In examining the court system in Manitoba, we are struck by the fact that there clearly exists a distinguishable, separate justice system for Aboriginal people. Indeed, the rhetoric that surrounds the equality of the justice system evaporates as one examines the way the courts deal with Aboriginal people. It is a system administered by non-Aboriginal people. The laws which the courts apply are alien to Aboriginal people, the adversarial approach employed by the courts dos not reflect Aboriginal values, and the sanctions these courts apply are ineffective in terms of deterring accused or others from further involvement.
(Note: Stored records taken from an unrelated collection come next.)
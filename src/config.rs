// Telepress - Template-based telemetry compression
// Copyright (c) 2025 David Martin Venti
//
// Dual-licensed under AGPL-3.0 and Commercial License.
// See LICENSE file for details.

//! Configuration types for Telepress
//!
//! Every parameter can be set globally and overridden per device through
//! [`ConfigSet`].

use serde::{Deserialize, Serialize};
use std::collections::HashMap;

use crate::dictionary::EvictionPolicy;
use crate::distance::DistanceMetric;
use crate::error::ConfigError;
use crate::sample::DeviceId;

/// Default window length (W)
pub const DEFAULT_WINDOW_LEN: usize = 16;

/// Default dictionary capacity per device (K)
pub const DEFAULT_CAPACITY: usize = 32;

/// Default residual quantization (100 = 2 decimal places)
pub const DEFAULT_RESIDUAL_SCALE: u32 = 100;

/// Threshold controller parameters
#[derive(Debug, Clone, PartialEq, Serialize, Deserialize)]
#[serde(default)]
pub struct ThresholdConfig {
    /// Initial threshold τ₀
    pub initial: f64,
    /// Lower clamp τ_min
    pub min: f64,
    /// Upper clamp τ_max
    pub max: f64,
    /// Lower edge of the target match-rate band
    pub target_low: f64,
    /// Upper edge of the target match-rate band
    pub target_high: f64,
    /// Largest relative change per update (0.05 = ±5%)
    pub max_step: f64,
    /// Mean match distance above which τ is tightened
    pub error_budget: f64,
    /// Number of recent decisions the match rate is computed over
    pub history_len: usize,
}

impl Default for ThresholdConfig {
    fn default() -> Self {
        Self {
            initial: 0.1,
            min: 0.01,
            max: 1.0,
            target_low: 0.60,
            target_high: 0.85,
            max_step: 0.05,
            error_budget: 0.15,
            history_len: 10,
        }
    }
}

impl ThresholdConfig {
    /// Check ranges and ordering of the parameters
    pub fn validate(&self) -> Result<(), ConfigError> {
        if !(self.min > 0.0 && self.min <= self.max && self.max.is_finite()) {
            return Err(ConfigError::Invalid(format!(
                "threshold bounds must satisfy 0 < min <= max, got [{}, {}]",
                self.min, self.max
            )));
        }
        if !(self.min..=self.max).contains(&self.initial) {
            return Err(ConfigError::Invalid(format!(
                "initial threshold {} outside [{}, {}]",
                self.initial, self.min, self.max
            )));
        }
        if !(0.0 <= self.target_low && self.target_low <= self.target_high && self.target_high <= 1.0)
        {
            return Err(ConfigError::Invalid(format!(
                "target band [{}, {}] must lie within [0, 1]",
                self.target_low, self.target_high
            )));
        }
        if !(self.max_step > 0.0 && self.max_step < 1.0) {
            return Err(ConfigError::Invalid(format!(
                "max_step {} must be in (0, 1)",
                self.max_step
            )));
        }
        if self.error_budget.is_nan() || self.error_budget <= 0.0 {
            return Err(ConfigError::Invalid("error_budget must be positive".to_string()));
        }
        if self.history_len == 0 {
            return Err(ConfigError::Invalid("history_len must be at least 1".to_string()));
        }
        Ok(())
    }
}

/// Per-stream codec configuration
#[derive(Debug, Clone, PartialEq, Serialize, Deserialize)]
#[serde(default)]
pub struct CodecConfig {
    /// Window length W
    pub window_len: usize,
    /// Dictionary capacity K
    pub capacity: usize,
    /// Distance formula
    pub metric: DistanceMetric,
    /// Eviction policy used when the dictionary is full
    pub eviction: EvictionPolicy,
    /// Threshold controller parameters
    pub threshold: ThresholdConfig,
    /// Residual quantization factor; 0 disables residuals
    pub residual_scale: u32,
    /// A timestamp jump larger than this closes the current window early
    pub max_gap_ms: Option<u64>,
    /// Templates not matched for longer than this expire on the next
    /// admission, even below capacity
    pub max_idle_ms: Option<u64>,
}

impl Default for CodecConfig {
    fn default() -> Self {
        Self {
            window_len: DEFAULT_WINDOW_LEN,
            capacity: DEFAULT_CAPACITY,
            metric: DistanceMetric::default(),
            eviction: EvictionPolicy::default(),
            threshold: ThresholdConfig::default(),
            residual_scale: DEFAULT_RESIDUAL_SCALE,
            max_gap_ms: None,
            max_idle_ms: None,
        }
    }
}

impl CodecConfig {
    /// Configuration with a specific window length and capacity
    pub fn with_window(window_len: usize, capacity: usize) -> Self {
        Self {
            window_len,
            capacity,
            ..Default::default()
        }
    }

    /// Set the initial threshold, widening the clamp range if needed
    pub fn initial_threshold(mut self, tau: f64) -> Self {
        self.threshold.initial = tau;
        self.threshold.min = self.threshold.min.min(tau);
        self.threshold.max = self.threshold.max.max(tau);
        self
    }

    /// Check all parameters
    pub fn validate(&self) -> Result<(), ConfigError> {
        if self.window_len == 0 || self.window_len > u16::MAX as usize {
            return Err(ConfigError::Invalid(format!(
                "window_len {} must be in 1..={}",
                self.window_len,
                u16::MAX
            )));
        }
        if self.capacity == 0 {
            return Err(ConfigError::Invalid("capacity must be at least 1".to_string()));
        }
        if self.max_idle_ms == Some(0) {
            return Err(ConfigError::Invalid("max_idle_ms must be positive".to_string()));
        }
        self.threshold.validate()
    }
}

/// Global configuration plus per-device overrides
#[derive(Debug, Clone, Default, PartialEq, Serialize, Deserialize)]
#[serde(default)]
pub struct ConfigSet {
    /// Applies to every device without an override
    pub global: CodecConfig,
    /// Full replacement configuration per device
    pub devices: HashMap<DeviceId, CodecConfig>,
}

impl ConfigSet {
    /// Create a set with only a global configuration
    pub fn new(global: CodecConfig) -> Self {
        Self {
            global,
            devices: HashMap::new(),
        }
    }

    /// Override the configuration of one device
    pub fn with_device(mut self, device: impl Into<DeviceId>, config: CodecConfig) -> Self {
        self.devices.insert(device.into(), config);
        self
    }

    /// Resolve the configuration for a device
    pub fn for_device(&self, device: &DeviceId) -> &CodecConfig {
        self.devices.get(device).unwrap_or(&self.global)
    }

    /// Validate the global configuration and every override
    pub fn validate(&self) -> Result<(), ConfigError> {
        self.global.validate()?;
        for (device, config) in &self.devices {
            config
                .validate()
                .map_err(|e| ConfigError::Invalid(format!("device {}: {}", device, e)))?;
        }
        Ok(())
    }

    /// Parse from JSON text
    pub fn from_json(text: &str) -> Result<Self, ConfigError> {
        let set: Self =
            serde_json::from_str(text).map_err(|e| ConfigError::Invalid(e.to_string()))?;
        set.validate()?;
        Ok(set)
    }
}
The court system appears to view Aboriginal people and their communities with a mixture of disdain and disregard. The province’s senior courts never hold hearings in their communities, while the courts that do travel there appear to want quite literally to “get out of town before the sun goes down.” As a result, cases are either rushed through without due preparation and consideration, or are delayed from month to month.
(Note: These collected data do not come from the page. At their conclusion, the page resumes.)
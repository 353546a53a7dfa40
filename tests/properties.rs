//! End-to-end properties of the compress/reconstruct cycle

use approx::assert_relative_eq;
use rand::rngs::StdRng;
use rand::{Rng, SeedableRng};
use telepress::decompressor::record_values;
use telepress::*;

fn compress(
    compressor: &mut DeviceCompressor,
    store: &MemoryStore,
    samples: &[Sample],
) -> Vec<Emission> {
    let mut emissions = Vec::new();
    for sample in samples {
        emissions.extend(compressor.push(sample.clone()).unwrap().emissions);
    }
    emissions.extend(compressor.flush().unwrap());
    for emission in &emissions {
        store.apply(&emission.store_ops()).unwrap();
    }
    emissions
}

fn random_stream(rng: &mut StdRng, device: &str, len: usize) -> Vec<Sample> {
    let base: f64 = rng.gen_range(-50.0..50.0);
    let amplitude: f64 = rng.gen_range(0.5..10.0);
    (0..len)
        .map(|i| {
            let noise: f64 = rng.gen_range(-0.2..0.2);
            let value = base + amplitude * ((i as f64) * 0.2).sin() + noise;
            Sample::new(device, 1_000 + i as u64 * 500, value)
        })
        .collect()
}

#[test]
fn scenario_four_windows_two_templates() {
    let store = MemoryStore::new();
    let config = CodecConfig::with_window(4, 2).initial_threshold(1.0);
    let mut compressor = DeviceCompressor::new("d1".into(), config).unwrap();
    let values = [
        1.0, 1.0, 1.0, 1.0, 1.0, 1.0, 1.0, 1.0, 9.0, 9.0, 9.0, 9.0, 1.0, 1.0, 1.0, 2.0,
    ];
    let samples: Vec<Sample> = values
        .iter()
        .enumerate()
        .map(|(i, &v)| Sample::new("d1", i as u64, v))
        .collect();
    let emissions = compress(&mut compressor, &store, &samples);

    let kinds: Vec<(bool, TemplateId)> = emissions
        .iter()
        .map(|e| (e.record.is_match(), e.record.template_id()))
        .collect();
    assert_eq!(kinds, vec![(false, 0), (true, 0), (false, 1), (true, 0)]);

    let reconstructed = Decompressor::new(&store).collect(&"d1".into(), None).unwrap();
    let values_out: Vec<f64> = reconstructed.iter().map(|s| s.value).collect();
    for (a, b) in values_out.iter().zip(values.iter()) {
        assert_relative_eq!(*a, *b, epsilon = 1e-9);
    }
}

#[test]
fn fifth_window_at_capacity_evicts_exactly_one() {
    let store = MemoryStore::new();
    let mut compressor =
        DeviceCompressor::new("d1".into(), CodecConfig::with_window(4, 2)).unwrap();
    let windows = [[1.0; 4], [1.0; 4], [9.0; 4], [1.0, 1.0, 1.0, 2.0], [-40.0; 4]];
    let samples: Vec<Sample> = windows
        .iter()
        .flatten()
        .enumerate()
        .map(|(i, &v)| Sample::new("d1", i as u64, v))
        .collect();
    let emissions = compress(&mut compressor, &store, &samples);

    let last = emissions.last().unwrap();
    assert!(!last.record.is_match());
    assert!(last.evicted.is_some());
    assert_eq!(compressor.dictionary().len(), 2);
    assert_eq!(store.templates(&"d1".into(), true).unwrap().len(), 2);
}

#[test]
fn sample_counts_round_trip() {
    let mut rng = StdRng::seed_from_u64(7);
    let store = MemoryStore::new();

    for d in 0..5 {
        let device = format!("dev-{}", d);
        let window_len = rng.gen_range(2..12);
        let len = rng.gen_range(1..400);
        let samples = random_stream(&mut rng, &device, len);

        let mut compressor = DeviceCompressor::new(
            device.clone().into(),
            CodecConfig::with_window(window_len, 4),
        )
        .unwrap();
        let emissions = compress(&mut compressor, &store, &samples);
        assert_eq!(emissions.len(), (len + window_len - 1) / window_len);

        let out = Decompressor::new(&store)
            .collect(&device.clone().into(), None)
            .unwrap();
        assert_eq!(out.len(), len, "device {}", device);
        assert_eq!(out.first().map(|s| s.timestamp), Some(samples[0].timestamp));
        assert!(out.windows(2).all(|w| w[0].timestamp <= w[1].timestamp));
    }
}

#[test]
fn reconstruction_is_idempotent() {
    let mut rng = StdRng::seed_from_u64(11);
    let store = MemoryStore::new();
    let samples = random_stream(&mut rng, "d1", 500);
    let mut compressor =
        DeviceCompressor::new("d1".into(), CodecConfig::with_window(8, 3)).unwrap();
    compress(&mut compressor, &store, &samples);

    let decompressor = Decompressor::new(&store);
    let first = decompressor.collect(&"d1".into(), None).unwrap();
    let second = decompressor.collect(&"d1".into(), None).unwrap();
    assert_eq!(first.len(), second.len());
    for (a, b) in first.iter().zip(&second) {
        assert_eq!(a.timestamp, b.timestamp);
        assert_eq!(a.value.to_bits(), b.value.to_bits());
    }
}

#[test]
fn matched_windows_stay_within_threshold() {
    let mut rng = StdRng::seed_from_u64(23);
    let window_len = 8;
    let config = CodecConfig::with_window(window_len, 6).initial_threshold(0.3);
    let metric = config.metric;
    let store = MemoryStore::new();
    let samples = random_stream(&mut rng, "d1", 2_000);
    let mut compressor = DeviceCompressor::new("d1".into(), config).unwrap();
    let emissions = compress(&mut compressor, &store, &samples);

    let mut matched = 0;
    for (i, emission) in emissions.iter().enumerate() {
        if !emission.record.is_match() {
            continue;
        }
        matched += 1;
        let original: Vec<f64> = samples[i * window_len..(i + 1) * window_len]
            .iter()
            .map(|s| s.value)
            .collect();
        let reconstructed = record_values(&emission.record, Some(&emission.template)).unwrap();
        let d = metric.distance(&reconstructed, &original).unwrap();
        assert!(
            d <= emission.threshold + 1e-12,
            "window {}: {} > {}",
            i,
            d,
            emission.threshold
        );
    }
    assert!(matched > 0);
}

#[test]
fn dictionary_size_and_eviction_choice() {
    let mut rng = StdRng::seed_from_u64(99);
    let capacity = 3;
    let mut compressor = DeviceCompressor::new(
        "d1".into(),
        CodecConfig::with_window(4, capacity).initial_threshold(0.05),
    )
    .unwrap();

    let mut evictions = 0;
    for i in 0..2_000u64 {
        let before: Vec<Template> = compressor.dictionary().iter().cloned().collect();
        let value = rng.gen_range(0..6u32) as f64 * 10.0 + rng.gen_range(-0.1..0.1);
        let outcome = compressor.push(Sample::new("d1", i, value)).unwrap();
        assert!(compressor.dictionary().len() <= capacity);

        for emission in &outcome.emissions {
            let Some(victim) = &emission.evicted else {
                continue;
            };
            evictions += 1;
            let min_count = before.iter().map(|t| t.match_count).min().unwrap();
            assert_eq!(victim.match_count, min_count);
            let oldest_among_least = before
                .iter()
                .filter(|t| t.match_count == min_count)
                .map(|t| t.last_matched_at)
                .min()
                .unwrap();
            assert_eq!(victim.last_matched_at, oldest_among_least);
        }
    }
    assert!(evictions > 0);
}

#[test]
fn threshold_never_leaves_bounds() {
    let mut rng = StdRng::seed_from_u64(5);
    let config = CodecConfig::with_window(4, 4);
    let (min, max) = (config.threshold.min, config.threshold.max);
    let mut compressor = DeviceCompressor::new("d1".into(), config).unwrap();

    for i in 0..5_000u64 {
        let value = if (i / 400) % 2 == 0 {
            20.0
        } else {
            rng.gen_range(-1_000.0..1_000.0)
        };
        compressor.push(Sample::new("d1", i, value)).unwrap();
        assert!(compressor.threshold() >= min && compressor.threshold() <= max);
    }
}

#[test]
fn evicted_templates_still_reconstruct() {
    let store = MemoryStore::new();
    let mut compressor =
        DeviceCompressor::new("d1".into(), CodecConfig::with_window(2, 1)).unwrap();
    let values = [1.0, 1.0, 1.0, 1.0, 50.0, 50.0, 1.0, 1.0, -7.0, -7.0];
    let samples: Vec<Sample> = values
        .iter()
        .enumerate()
        .map(|(i, &v)| Sample::new("d1", i as u64, v))
        .collect();
    let emissions = compress(&mut compressor, &store, &samples);
    assert!(emissions.iter().any(|e| e.evicted.is_some()));

    let out = Decompressor::new(&store).collect(&"d1".into(), None).unwrap();
    assert_eq!(out.len(), values.len());
    assert!(store.templates(&"d1".into(), false).unwrap().len() > 1);
}

#[test]
fn expired_templates_still_reconstruct() {
    let store = MemoryStore::new();
    let config = CodecConfig {
        max_idle_ms: Some(5),
        ..CodecConfig::with_window(2, 8)
    };
    let mut compressor = DeviceCompressor::new("d1".into(), config).unwrap();
    let samples: Vec<Sample> = [
        (0, 1.0),
        (1, 1.0),
        (2, 1.0),
        (3, 1.0),
        (4, 50.0),
        (5, 50.0),
        (20, -7.0),
        (21, -7.0),
        (22, 1.0),
        (23, 1.0),
    ]
    .iter()
    .map(|&(ts, v)| Sample::new("d1", ts, v))
    .collect();
    let emissions = compress(&mut compressor, &store, &samples);

    let kinds: Vec<(bool, TemplateId)> = emissions
        .iter()
        .map(|e| (e.record.is_match(), e.record.template_id()))
        .collect();
    assert_eq!(kinds, vec![(false, 0), (true, 0), (false, 1), (false, 2), (false, 3)]);
    let expired: Vec<TemplateId> = emissions[3].expired.iter().map(|t| t.id).collect();
    assert_eq!(expired, vec![0, 1]);
    assert!(emissions.iter().all(|e| e.evicted.is_none()));
    assert_eq!(compressor.metrics().expirations, 2);

    let active: Vec<TemplateId> = store
        .templates(&"d1".into(), true)
        .unwrap()
        .iter()
        .map(|t| t.id)
        .collect();
    assert_eq!(active, vec![2, 3]);
    assert_eq!(store.templates(&"d1".into(), false).unwrap().len(), 4);

    let out = Decompressor::new(&store).collect(&"d1".into(), None).unwrap();
    assert_eq!(out.len(), samples.len());
    for (got, want) in out.iter().zip(&samples) {
        assert_eq!(got.timestamp, want.timestamp);
        assert_relative_eq!(got.value, want.value, epsilon = 1e-9);
    }
}

#[test]
fn missing_template_is_a_dangling_reference() {
    let source = MemoryStore::new();
    let mut compressor =
        DeviceCompressor::new("d1".into(), CodecConfig::with_window(4, 2)).unwrap();
    let samples: Vec<Sample> = (0..8u64).map(|i| Sample::new("d1", i, 3.0)).collect();
    compress(&mut compressor, &source, &samples);

    // Records without their templates
    let broken = MemoryStore::new();
    let records = source.records(&"d1".into(), None).unwrap();
    let ops: Vec<StoreOp> = records.into_iter().map(StoreOp::AppendRecord).collect();
    broken.apply(&ops).unwrap();

    let result = Decompressor::new(&broken).collect(&"d1".into(), None);
    assert!(matches!(
        result,
        Err(TelepressError::Decode(DecodeError::DanglingReference {
            template_id: 0,
            ..
        }))
    ));
}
In short, the current court system is inefficient, insensitive and, when compared to the service provided to non-Aboriginal people, decidedly unequal (249).
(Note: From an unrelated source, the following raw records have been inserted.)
//! Benchmarks for Telepress compression/reconstruction performance

use criterion::{black_box, criterion_group, criterion_main, BenchmarkId, Criterion, Throughput};
use telepress::{
    distance, CodecConfig, Decompressor, DeviceCompressor, MemoryStore, Sample, Store, Window,
};

fn generate_test_data(count: usize) -> Vec<Sample> {
    (0..count)
        .map(|i| {
            let value = 20.0 + (i as f64 * 0.2).sin() * 3.0 + (i % 10) as f64 * 0.01;
            Sample::new("bench", i as u64 * 1000, value)
        })
        .collect()
}

fn compress_into(store: &MemoryStore, data: &[Sample], config: CodecConfig) {
    let mut compressor = DeviceCompressor::new("bench".into(), config).unwrap();
    for sample in data {
        for emission in compressor.push(sample.clone()).unwrap().emissions {
            store.apply(&emission.store_ops()).unwrap();
        }
    }
    if let Some(emission) = compressor.flush().unwrap() {
        store.apply(&emission.store_ops()).unwrap();
    }
}

fn bench_compression(c: &mut Criterion) {
    let mut group = c.benchmark_group("compression");

    let data = generate_test_data(10_000);
    group.throughput(Throughput::Elements(data.len() as u64));

    for window_len in [8usize, 16, 32] {
        group.bench_with_input(
            BenchmarkId::new("push_10000", window_len),
            &window_len,
            |b, &w| {
                b.iter(|| {
                    let mut compressor =
                        DeviceCompressor::new("bench".into(), CodecConfig::with_window(w, 32))
                            .unwrap();
                    for sample in &data {
                        black_box(compressor.push(sample.clone()).unwrap());
                    }
                })
            },
        );
    }

    group.finish();
}

fn bench_reconstruction(c: &mut Criterion) {
    let mut group = c.benchmark_group("reconstruction");

    let data = generate_test_data(10_000);
    let store = MemoryStore::new();
    compress_into(&store, &data, CodecConfig::default());

    group.throughput(Throughput::Elements(data.len() as u64));
    group.bench_function("reconstruct_10000", |b| {
        b.iter(|| {
            let samples = Decompressor::new(&store)
                .collect(&"bench".into(), None)
                .unwrap();
            black_box(samples);
        })
    });

    group.finish();
}

fn bench_distance(c: &mut Criterion) {
    let mut group = c.benchmark_group("distance");

    let a = Window::new((0..32).map(|i| (i as f64 * 0.3).sin()).collect());
    let b = Window::new((0..32).map(|i| (i as f64 * 0.3).cos()).collect());

    group.bench_function("rms_32", |bench| {
        bench.iter(|| black_box(distance(black_box(a.values()), black_box(b.values()))))
    });

    group.finish();
}

criterion_group!(benches, bench_compression, bench_reconstruction, bench_distance);
criterion_main!(benches);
Accepting that colonialism is the central experience which leads to the inequality of Aboriginal peoples in the Canadian criminal justice system, of which over-representation is but one example, permits the more specific examination of discrimination against Aboriginal women in the Canadian correctional system.

Women in Prison: Historical Context:

It is racism, past in our memories and present in our surroundings that negates non-native attempts to reconstruct our lives. Existing programs cannot reach us, cannot surmount the barriers of mistrust that racism has built. Physicians, psychiatrists and psychologists are typically White and male. How can we be healed by those who symbolize the worst experiences of our past? (Aboriginal Parolee) (CSC 1990: 10).

In order to understand the forms and extent of the discrimination Aboriginal women who are federally sentenced experience, it is necessary to understand the experiences of federally sentenced women as they define it. Aboriginal women’s experience is both gendered and racialized. Often these two grounds of discrimination cannot be distinguished16 in the examination of specific acts, policies or programs. Race (including colonialism) and gender are not discrete categories but overlapping and independent experiences.


16.

The courts have historically had difficulty dealing with these questions of intersectionality. See for example, Canada (Attorney General) v Lavell and Bedard, [1974] 1 S.C.R. 1349 (S.C.C.). For commentary and analysis see the discussion in Patricia Monture-Angus, “Aboriginal Women and the Application of the Charter” in Thunder in My Soul: A Mohawk Woman Speaks (Halifax: Fernwood Publishing, 1995), 131-151 and “Seeking my Reflection: Law and Constitutional Change” also in Thunder, 152-168.